WHAT YOU NEED TO DO = Nothing outside the range is wanted. Repeat exactly the lines below from the one with "repository 433e4d0649496cf9" through the one with "use anyhow::Context;".

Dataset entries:
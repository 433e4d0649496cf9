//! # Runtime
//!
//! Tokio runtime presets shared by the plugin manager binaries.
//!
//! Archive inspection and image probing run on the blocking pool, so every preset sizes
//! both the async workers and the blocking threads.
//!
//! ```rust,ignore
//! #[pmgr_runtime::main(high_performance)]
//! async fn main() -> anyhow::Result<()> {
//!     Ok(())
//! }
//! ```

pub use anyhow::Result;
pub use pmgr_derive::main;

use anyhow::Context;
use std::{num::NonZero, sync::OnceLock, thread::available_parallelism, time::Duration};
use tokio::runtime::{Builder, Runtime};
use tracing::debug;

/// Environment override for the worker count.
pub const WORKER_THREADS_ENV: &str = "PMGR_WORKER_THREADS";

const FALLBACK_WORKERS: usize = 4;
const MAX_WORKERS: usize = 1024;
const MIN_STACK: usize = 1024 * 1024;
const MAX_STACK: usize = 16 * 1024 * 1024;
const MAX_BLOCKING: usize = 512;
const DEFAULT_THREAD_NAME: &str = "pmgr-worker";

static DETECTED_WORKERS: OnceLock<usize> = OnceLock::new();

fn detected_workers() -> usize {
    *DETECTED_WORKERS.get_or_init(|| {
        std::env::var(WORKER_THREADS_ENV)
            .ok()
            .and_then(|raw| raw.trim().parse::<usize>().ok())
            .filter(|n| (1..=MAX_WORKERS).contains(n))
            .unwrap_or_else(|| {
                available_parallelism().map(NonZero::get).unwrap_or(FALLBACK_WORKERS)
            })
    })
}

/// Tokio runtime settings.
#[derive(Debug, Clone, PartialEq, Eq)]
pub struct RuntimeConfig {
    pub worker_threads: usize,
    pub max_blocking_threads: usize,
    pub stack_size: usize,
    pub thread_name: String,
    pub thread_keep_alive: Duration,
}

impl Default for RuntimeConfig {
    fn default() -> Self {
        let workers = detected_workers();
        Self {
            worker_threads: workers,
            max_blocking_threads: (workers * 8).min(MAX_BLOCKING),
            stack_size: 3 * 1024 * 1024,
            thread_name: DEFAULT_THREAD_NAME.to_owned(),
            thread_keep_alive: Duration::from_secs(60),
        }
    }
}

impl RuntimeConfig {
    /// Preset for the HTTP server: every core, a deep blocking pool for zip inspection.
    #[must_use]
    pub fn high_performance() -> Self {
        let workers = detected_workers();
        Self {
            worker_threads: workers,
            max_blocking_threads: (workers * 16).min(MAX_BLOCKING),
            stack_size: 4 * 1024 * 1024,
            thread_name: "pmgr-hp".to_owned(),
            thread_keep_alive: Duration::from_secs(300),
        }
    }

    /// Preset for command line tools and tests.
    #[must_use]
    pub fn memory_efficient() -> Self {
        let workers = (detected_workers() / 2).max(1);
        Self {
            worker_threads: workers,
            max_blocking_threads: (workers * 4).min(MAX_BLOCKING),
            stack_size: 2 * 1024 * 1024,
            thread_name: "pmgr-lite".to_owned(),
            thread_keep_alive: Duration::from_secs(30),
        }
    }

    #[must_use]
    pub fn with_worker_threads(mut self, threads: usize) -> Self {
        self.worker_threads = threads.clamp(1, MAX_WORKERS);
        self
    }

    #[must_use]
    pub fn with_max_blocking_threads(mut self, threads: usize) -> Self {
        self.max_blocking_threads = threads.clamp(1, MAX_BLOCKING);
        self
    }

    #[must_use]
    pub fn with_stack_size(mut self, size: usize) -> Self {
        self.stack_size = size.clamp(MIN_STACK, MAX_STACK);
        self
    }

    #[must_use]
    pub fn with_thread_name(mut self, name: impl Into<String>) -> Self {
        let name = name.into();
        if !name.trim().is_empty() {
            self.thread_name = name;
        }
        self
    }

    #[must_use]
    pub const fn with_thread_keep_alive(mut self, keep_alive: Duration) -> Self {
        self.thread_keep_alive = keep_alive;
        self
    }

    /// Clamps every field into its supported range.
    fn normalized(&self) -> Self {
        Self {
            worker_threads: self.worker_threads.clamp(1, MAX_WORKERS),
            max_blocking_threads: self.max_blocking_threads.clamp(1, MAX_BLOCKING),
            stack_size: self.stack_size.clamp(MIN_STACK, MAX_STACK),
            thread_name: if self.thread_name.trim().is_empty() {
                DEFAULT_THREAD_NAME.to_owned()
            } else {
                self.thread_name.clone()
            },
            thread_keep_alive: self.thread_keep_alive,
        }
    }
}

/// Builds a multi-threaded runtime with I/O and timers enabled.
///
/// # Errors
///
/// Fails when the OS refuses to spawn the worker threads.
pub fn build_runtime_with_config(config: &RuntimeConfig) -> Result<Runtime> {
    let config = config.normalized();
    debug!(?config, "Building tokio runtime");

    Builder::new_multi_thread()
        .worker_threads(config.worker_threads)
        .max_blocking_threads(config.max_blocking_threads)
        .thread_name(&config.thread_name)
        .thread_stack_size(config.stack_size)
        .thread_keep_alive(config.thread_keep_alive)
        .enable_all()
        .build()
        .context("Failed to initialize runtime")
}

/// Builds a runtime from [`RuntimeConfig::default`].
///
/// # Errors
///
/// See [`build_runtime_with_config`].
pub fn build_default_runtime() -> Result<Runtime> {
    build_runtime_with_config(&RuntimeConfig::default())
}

---

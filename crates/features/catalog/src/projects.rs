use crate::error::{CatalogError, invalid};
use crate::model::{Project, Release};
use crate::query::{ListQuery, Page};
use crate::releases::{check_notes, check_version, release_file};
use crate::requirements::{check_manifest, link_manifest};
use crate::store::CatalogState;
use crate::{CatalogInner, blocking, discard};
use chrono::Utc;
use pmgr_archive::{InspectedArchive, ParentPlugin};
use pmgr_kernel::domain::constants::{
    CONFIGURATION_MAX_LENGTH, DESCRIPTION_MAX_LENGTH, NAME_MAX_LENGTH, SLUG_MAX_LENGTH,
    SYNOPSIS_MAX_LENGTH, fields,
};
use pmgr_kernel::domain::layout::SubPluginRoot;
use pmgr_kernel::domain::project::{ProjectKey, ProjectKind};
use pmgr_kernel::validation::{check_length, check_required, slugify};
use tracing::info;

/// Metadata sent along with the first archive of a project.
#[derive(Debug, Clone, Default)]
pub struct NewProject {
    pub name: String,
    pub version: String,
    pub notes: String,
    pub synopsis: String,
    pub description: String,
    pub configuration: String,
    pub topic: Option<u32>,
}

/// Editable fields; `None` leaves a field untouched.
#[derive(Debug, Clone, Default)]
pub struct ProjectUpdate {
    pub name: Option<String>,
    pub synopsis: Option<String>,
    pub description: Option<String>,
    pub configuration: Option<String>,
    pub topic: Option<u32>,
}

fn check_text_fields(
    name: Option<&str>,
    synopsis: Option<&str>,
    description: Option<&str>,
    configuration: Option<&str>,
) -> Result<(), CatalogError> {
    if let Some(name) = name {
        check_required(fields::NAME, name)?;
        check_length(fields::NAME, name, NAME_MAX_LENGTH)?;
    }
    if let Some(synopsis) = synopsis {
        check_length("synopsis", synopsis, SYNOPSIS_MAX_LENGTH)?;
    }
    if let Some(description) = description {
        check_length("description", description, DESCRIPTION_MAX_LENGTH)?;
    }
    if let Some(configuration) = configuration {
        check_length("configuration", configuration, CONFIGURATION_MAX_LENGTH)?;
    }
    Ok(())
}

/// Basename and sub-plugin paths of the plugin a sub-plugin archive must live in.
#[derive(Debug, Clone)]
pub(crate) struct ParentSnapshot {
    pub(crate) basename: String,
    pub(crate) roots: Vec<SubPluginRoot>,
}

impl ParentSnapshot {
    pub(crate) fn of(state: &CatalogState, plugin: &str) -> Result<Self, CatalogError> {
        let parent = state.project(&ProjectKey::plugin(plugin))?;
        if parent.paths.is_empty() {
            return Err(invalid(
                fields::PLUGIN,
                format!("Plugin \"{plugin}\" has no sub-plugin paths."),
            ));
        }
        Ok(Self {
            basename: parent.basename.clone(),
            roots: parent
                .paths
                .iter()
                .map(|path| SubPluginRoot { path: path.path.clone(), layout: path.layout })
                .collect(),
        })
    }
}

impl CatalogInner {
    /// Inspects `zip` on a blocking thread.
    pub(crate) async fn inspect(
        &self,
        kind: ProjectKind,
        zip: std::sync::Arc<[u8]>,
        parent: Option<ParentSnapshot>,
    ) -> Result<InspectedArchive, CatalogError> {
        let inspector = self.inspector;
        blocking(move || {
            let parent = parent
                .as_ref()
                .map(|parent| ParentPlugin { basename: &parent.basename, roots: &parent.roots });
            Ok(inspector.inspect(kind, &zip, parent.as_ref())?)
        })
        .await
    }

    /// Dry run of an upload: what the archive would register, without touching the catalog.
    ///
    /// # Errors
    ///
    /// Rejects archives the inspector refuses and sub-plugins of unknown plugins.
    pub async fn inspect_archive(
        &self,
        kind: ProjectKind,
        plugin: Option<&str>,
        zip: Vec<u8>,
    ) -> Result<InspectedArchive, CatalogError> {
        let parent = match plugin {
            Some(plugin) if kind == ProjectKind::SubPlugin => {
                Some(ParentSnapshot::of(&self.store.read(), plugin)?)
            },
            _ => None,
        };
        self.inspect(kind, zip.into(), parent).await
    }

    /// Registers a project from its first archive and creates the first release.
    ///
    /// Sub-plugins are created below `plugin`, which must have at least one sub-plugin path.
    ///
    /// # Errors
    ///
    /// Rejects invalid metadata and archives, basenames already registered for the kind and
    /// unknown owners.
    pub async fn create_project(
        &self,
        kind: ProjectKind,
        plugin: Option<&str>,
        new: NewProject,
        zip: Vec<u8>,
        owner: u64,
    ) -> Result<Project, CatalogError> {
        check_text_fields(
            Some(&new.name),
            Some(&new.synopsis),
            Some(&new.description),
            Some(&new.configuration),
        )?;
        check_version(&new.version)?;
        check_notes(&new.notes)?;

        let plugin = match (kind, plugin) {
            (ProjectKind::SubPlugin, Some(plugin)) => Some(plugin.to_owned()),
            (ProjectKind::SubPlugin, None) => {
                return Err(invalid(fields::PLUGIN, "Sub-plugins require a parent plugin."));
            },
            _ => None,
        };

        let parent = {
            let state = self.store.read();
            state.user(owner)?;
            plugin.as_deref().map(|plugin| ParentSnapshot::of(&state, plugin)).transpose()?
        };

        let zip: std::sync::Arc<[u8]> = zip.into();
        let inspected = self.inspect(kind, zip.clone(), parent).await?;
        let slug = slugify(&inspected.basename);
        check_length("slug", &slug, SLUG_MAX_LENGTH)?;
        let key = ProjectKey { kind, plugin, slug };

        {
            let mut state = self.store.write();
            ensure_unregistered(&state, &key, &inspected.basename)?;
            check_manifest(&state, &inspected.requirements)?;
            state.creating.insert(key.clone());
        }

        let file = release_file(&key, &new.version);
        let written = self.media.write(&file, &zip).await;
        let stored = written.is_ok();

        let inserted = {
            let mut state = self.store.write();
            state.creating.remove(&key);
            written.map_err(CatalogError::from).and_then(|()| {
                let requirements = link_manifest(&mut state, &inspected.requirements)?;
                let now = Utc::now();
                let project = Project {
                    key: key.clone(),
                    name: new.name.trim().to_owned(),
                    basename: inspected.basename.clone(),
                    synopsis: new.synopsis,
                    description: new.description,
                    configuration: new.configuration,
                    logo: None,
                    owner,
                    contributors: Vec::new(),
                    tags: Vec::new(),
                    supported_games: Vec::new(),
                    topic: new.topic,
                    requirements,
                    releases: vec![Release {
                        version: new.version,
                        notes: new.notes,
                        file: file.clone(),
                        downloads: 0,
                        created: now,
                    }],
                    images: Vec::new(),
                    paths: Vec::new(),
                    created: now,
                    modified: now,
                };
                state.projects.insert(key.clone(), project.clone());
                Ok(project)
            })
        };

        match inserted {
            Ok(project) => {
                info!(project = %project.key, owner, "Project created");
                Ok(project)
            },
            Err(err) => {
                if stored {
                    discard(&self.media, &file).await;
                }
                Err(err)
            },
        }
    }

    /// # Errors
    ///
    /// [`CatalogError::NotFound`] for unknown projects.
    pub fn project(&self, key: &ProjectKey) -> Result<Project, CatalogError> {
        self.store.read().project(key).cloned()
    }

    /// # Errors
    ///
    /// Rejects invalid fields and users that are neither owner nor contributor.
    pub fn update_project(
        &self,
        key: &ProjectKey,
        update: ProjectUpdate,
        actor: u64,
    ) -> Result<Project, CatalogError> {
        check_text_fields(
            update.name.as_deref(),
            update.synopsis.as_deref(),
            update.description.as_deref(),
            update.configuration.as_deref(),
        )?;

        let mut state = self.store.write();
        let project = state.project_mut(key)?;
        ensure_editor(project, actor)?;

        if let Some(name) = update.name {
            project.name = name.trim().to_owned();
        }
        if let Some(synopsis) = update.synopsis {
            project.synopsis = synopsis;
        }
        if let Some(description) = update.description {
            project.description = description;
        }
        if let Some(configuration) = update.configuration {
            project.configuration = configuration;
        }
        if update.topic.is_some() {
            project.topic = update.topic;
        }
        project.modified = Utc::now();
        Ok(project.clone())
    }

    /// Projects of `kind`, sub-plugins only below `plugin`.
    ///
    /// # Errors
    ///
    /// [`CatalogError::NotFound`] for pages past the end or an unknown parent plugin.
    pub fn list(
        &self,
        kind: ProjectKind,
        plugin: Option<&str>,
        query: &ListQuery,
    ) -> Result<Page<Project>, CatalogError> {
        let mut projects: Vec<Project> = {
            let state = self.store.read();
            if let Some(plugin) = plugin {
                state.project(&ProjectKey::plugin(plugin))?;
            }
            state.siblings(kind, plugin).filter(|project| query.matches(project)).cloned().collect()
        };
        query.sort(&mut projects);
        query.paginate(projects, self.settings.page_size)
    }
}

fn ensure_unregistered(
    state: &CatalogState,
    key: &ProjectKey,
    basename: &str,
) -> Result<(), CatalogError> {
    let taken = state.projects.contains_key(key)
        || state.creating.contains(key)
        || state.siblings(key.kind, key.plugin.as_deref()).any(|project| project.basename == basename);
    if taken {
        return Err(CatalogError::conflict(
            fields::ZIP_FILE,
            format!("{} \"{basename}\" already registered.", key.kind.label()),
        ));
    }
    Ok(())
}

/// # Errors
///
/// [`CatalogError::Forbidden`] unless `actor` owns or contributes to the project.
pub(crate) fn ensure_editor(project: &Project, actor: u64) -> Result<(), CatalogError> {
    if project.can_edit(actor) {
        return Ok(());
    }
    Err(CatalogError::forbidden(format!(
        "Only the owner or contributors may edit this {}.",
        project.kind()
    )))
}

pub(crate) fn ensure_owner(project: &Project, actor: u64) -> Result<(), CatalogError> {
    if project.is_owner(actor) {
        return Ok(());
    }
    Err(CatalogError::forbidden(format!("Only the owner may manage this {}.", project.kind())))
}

OUTPUT OF THE TASK =
repository 433e4d0649496cf9
//! # Runtime
//!
//! Tokio runtime presets shared by the plugin manager binaries.
//!
//! Archive inspection and image probing run on the blocking pool, so every preset sizes
//! both the async workers and the blocking threads.
//!
//! ```rust,ignore
//! #[pmgr_runtime::main(high_performance)]
//! async fn main() -> anyhow::Result<()> {
//!     Ok(())
//! }
//! ```

pub use anyhow::Result;
pub use pmgr_derive::main;

use anyhow::Context;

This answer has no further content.